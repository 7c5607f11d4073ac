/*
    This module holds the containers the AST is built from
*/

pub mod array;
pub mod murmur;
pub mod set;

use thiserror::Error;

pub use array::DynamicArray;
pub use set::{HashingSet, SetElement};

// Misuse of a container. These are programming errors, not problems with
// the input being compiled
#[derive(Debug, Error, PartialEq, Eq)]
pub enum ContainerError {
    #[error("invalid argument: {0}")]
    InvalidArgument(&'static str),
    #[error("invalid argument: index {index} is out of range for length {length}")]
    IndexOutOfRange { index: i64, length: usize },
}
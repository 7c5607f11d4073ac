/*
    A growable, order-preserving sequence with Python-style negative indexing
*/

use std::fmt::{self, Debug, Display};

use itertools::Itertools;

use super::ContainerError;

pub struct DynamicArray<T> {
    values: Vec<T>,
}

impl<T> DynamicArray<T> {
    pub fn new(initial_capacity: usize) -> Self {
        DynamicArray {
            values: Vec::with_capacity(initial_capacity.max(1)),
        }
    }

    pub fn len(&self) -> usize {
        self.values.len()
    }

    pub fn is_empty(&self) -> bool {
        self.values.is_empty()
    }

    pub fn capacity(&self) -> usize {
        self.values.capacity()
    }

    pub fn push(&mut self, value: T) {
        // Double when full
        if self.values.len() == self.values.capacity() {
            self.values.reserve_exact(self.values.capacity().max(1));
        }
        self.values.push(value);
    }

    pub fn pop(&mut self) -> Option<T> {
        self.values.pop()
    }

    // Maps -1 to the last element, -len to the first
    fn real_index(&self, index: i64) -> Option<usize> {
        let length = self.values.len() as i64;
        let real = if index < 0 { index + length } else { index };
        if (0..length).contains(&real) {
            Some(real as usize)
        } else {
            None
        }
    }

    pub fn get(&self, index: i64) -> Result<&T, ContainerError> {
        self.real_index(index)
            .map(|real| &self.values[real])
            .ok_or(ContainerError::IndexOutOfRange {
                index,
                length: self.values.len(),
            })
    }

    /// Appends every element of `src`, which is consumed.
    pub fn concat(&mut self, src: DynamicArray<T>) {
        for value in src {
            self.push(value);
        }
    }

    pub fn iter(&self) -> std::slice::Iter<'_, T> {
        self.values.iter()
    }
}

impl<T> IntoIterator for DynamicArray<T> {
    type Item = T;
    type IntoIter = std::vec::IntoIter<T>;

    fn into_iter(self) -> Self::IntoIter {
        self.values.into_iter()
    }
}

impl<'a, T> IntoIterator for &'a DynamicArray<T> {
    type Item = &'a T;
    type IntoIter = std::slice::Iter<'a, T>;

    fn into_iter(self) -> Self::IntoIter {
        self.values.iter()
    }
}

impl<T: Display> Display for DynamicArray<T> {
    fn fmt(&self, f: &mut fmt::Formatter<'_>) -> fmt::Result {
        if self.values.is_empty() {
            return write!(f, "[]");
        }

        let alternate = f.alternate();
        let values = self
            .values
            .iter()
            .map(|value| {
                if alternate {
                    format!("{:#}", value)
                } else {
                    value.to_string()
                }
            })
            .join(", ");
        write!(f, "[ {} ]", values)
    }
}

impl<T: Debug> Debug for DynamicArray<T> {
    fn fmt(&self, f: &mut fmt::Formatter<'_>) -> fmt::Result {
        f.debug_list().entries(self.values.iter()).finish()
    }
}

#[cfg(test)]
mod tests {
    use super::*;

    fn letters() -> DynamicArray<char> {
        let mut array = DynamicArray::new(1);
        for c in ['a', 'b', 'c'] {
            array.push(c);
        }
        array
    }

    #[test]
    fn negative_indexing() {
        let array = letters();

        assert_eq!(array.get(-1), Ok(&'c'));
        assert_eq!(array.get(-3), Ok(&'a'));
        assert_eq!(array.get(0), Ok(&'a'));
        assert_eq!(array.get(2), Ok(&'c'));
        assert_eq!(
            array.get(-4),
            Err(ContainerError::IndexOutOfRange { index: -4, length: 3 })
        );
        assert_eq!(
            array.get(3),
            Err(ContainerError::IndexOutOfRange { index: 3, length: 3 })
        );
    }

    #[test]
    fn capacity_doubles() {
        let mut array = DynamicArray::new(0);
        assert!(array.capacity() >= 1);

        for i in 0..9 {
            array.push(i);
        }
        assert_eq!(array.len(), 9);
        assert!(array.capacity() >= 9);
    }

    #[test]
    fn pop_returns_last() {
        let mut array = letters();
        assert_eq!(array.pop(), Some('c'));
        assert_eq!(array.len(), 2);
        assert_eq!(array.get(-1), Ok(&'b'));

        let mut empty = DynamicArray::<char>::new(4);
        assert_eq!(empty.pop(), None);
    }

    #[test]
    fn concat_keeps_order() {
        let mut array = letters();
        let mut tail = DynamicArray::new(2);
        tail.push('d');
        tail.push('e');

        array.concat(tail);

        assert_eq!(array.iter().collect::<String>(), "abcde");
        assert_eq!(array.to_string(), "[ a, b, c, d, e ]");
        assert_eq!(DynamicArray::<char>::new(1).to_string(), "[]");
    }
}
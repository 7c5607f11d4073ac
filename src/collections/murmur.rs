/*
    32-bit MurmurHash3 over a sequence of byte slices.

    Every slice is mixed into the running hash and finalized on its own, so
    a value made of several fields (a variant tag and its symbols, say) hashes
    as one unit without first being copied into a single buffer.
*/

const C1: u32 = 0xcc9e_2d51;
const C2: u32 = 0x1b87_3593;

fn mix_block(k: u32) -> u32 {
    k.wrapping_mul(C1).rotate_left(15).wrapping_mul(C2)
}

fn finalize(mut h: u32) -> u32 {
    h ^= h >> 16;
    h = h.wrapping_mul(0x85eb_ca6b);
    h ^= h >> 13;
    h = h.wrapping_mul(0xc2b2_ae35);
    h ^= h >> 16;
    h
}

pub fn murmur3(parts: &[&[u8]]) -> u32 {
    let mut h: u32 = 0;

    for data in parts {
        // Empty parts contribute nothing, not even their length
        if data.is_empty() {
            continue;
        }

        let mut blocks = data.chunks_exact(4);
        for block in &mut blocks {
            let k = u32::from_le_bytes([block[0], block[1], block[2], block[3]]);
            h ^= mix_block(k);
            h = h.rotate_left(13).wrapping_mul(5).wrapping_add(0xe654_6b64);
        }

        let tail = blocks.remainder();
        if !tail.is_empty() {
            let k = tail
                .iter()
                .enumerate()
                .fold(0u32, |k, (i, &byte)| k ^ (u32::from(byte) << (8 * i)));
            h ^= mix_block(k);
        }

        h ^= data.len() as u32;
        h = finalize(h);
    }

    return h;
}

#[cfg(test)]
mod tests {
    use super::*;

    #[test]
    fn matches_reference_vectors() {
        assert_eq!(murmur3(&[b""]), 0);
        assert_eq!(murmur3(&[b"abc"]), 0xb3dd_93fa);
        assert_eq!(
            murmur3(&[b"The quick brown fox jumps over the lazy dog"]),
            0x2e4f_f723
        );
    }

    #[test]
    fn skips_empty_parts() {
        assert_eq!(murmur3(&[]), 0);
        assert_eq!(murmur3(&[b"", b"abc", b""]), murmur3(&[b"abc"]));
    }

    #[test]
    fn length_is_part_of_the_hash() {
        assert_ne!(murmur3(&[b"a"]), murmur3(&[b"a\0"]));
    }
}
____________
### Requirement:
State how many lines of the listing include "IndexOutOfRange", and nothing more.

### Written solution:
4